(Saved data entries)
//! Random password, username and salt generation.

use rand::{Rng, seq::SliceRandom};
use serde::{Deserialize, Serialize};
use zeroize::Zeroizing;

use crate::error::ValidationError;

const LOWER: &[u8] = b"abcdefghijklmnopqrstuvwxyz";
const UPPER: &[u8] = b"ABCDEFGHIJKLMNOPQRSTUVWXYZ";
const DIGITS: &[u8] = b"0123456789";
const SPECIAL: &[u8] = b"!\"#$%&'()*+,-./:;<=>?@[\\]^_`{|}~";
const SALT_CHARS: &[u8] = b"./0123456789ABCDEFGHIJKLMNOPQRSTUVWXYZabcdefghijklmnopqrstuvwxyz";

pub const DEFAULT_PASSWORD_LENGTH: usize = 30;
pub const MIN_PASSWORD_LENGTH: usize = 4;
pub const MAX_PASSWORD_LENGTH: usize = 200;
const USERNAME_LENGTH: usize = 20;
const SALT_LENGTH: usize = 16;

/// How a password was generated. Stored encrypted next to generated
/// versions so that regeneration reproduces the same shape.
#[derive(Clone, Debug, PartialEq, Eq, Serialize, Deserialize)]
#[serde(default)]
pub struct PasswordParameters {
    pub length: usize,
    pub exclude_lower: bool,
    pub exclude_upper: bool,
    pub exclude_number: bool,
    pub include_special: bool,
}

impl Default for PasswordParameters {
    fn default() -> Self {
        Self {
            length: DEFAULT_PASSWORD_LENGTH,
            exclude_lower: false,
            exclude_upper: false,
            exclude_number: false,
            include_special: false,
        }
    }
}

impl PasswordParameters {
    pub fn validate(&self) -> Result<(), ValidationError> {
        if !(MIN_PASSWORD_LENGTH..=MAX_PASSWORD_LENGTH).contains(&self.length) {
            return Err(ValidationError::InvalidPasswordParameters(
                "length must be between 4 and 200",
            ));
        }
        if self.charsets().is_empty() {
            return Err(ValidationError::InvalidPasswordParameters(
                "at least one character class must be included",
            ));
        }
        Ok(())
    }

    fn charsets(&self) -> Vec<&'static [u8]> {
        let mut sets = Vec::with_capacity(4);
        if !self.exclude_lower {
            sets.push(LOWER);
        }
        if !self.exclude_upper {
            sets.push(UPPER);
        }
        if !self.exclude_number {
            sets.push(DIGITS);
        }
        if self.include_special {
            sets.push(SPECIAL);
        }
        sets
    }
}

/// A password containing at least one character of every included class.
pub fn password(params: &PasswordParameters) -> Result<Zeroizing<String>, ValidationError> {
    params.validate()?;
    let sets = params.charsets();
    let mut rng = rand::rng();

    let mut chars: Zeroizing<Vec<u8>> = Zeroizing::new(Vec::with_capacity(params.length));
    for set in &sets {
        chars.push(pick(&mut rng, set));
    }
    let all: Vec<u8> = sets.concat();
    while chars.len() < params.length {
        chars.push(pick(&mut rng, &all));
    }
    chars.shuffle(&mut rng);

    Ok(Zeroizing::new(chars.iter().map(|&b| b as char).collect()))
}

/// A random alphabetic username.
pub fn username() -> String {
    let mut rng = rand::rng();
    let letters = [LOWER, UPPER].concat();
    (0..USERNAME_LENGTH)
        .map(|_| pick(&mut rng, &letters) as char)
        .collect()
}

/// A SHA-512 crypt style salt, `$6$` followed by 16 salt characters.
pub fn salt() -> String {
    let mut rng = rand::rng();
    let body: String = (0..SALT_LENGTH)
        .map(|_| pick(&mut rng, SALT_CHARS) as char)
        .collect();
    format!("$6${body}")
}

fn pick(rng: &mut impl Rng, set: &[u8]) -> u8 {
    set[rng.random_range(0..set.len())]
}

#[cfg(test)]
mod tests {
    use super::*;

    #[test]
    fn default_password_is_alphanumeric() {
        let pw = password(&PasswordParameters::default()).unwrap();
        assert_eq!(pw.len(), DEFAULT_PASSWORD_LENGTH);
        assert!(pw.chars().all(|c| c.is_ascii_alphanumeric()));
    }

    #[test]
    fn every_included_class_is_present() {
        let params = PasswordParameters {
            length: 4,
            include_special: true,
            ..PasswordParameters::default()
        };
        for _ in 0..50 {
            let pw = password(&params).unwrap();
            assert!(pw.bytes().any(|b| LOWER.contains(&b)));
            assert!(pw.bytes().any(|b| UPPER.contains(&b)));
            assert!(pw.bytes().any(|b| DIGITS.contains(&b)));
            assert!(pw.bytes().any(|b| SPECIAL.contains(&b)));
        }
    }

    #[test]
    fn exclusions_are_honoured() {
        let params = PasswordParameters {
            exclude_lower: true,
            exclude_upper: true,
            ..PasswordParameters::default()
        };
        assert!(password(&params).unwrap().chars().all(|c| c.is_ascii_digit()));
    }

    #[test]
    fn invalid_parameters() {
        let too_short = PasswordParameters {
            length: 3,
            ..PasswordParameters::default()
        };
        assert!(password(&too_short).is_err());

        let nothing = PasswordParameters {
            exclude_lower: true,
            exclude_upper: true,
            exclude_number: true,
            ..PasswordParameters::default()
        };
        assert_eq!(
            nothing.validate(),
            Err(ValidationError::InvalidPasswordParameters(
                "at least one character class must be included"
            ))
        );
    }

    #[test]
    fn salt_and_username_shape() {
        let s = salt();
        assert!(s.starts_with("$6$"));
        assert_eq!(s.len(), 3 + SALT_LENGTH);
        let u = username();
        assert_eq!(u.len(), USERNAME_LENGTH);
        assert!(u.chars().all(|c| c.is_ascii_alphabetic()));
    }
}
...
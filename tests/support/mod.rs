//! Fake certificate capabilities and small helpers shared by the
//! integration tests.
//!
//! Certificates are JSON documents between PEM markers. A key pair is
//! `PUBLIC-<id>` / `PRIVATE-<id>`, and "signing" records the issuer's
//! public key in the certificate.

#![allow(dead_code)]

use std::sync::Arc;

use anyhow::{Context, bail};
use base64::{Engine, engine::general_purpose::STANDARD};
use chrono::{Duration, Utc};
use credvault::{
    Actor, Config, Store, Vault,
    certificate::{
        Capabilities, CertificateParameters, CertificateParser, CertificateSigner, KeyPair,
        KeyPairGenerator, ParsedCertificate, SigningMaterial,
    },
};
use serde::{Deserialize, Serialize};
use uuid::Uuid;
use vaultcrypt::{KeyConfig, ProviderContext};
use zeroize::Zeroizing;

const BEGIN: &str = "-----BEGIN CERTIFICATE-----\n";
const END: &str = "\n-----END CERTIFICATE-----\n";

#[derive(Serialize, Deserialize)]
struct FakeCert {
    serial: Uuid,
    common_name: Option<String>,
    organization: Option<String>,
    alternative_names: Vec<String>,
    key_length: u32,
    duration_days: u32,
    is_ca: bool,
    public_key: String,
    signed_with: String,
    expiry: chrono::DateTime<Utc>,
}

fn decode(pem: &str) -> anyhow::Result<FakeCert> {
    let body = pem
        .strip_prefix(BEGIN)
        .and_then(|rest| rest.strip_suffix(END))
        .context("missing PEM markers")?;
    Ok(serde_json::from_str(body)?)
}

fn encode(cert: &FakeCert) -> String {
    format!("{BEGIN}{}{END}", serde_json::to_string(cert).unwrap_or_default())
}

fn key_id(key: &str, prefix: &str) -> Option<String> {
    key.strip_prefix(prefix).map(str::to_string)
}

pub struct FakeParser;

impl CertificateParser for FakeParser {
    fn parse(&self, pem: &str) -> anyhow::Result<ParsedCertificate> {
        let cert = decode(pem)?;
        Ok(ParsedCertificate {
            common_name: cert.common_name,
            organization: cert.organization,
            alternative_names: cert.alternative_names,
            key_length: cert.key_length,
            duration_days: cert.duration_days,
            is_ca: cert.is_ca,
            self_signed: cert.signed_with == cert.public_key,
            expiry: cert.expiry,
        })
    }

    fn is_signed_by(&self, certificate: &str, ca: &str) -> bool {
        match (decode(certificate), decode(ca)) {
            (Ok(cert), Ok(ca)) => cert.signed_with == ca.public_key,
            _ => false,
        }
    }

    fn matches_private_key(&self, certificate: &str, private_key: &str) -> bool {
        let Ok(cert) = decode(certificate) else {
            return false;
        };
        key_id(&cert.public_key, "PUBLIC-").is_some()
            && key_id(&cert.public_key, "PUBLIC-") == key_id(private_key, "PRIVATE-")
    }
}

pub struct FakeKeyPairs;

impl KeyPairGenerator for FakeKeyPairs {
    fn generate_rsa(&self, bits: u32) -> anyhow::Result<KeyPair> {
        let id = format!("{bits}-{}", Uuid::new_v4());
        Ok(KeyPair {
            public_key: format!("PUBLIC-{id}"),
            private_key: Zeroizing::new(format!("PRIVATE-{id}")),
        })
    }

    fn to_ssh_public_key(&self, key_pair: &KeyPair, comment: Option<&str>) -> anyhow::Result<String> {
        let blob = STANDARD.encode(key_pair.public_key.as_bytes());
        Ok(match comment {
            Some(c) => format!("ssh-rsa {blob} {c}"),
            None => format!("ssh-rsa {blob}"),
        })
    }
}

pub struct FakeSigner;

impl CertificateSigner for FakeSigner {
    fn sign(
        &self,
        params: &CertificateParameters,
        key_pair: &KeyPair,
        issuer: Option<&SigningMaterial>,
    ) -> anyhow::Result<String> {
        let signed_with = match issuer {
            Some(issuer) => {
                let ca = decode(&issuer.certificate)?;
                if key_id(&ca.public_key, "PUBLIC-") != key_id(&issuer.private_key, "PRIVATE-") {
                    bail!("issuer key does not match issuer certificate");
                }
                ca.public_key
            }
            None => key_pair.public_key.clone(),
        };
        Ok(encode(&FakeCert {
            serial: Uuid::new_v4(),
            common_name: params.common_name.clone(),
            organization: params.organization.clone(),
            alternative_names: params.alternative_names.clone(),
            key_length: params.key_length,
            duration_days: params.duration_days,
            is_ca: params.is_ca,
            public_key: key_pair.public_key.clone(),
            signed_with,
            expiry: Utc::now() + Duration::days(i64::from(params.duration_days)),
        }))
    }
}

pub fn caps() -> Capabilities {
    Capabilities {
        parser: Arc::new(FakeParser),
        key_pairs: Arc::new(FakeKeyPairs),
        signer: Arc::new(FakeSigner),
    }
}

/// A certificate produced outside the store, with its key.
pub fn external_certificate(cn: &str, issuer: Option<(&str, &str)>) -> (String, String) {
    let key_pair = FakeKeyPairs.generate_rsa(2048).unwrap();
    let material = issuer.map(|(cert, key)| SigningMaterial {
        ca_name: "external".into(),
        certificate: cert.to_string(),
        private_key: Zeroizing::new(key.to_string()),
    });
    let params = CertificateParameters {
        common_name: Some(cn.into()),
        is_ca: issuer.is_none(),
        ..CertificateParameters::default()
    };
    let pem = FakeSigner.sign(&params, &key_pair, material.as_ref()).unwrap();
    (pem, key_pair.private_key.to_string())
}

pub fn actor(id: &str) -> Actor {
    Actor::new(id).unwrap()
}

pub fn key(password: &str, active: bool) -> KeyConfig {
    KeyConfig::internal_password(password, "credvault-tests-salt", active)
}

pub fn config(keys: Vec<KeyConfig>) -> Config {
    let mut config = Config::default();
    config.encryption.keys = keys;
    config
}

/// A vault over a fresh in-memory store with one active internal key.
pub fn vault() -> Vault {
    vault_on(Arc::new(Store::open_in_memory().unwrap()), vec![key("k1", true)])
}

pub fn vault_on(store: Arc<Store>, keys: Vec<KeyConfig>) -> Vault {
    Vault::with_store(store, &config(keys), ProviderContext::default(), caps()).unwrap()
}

Problem description:
Retype only this portion of the data above: the line containing "Actor::new(id).unwrap()", the line containing "let mut config = Config::default();", and all lines between them, exactly.

Solution for this problem:
    Actor::new(id).unwrap()
}

pub fn key(password: &str, active: bool) -> KeyConfig {
    KeyConfig::internal_password(password, "credvault-tests-salt", active)
}

pub fn config(keys: Vec<KeyConfig>) -> Config {
    let mut config = Config::default();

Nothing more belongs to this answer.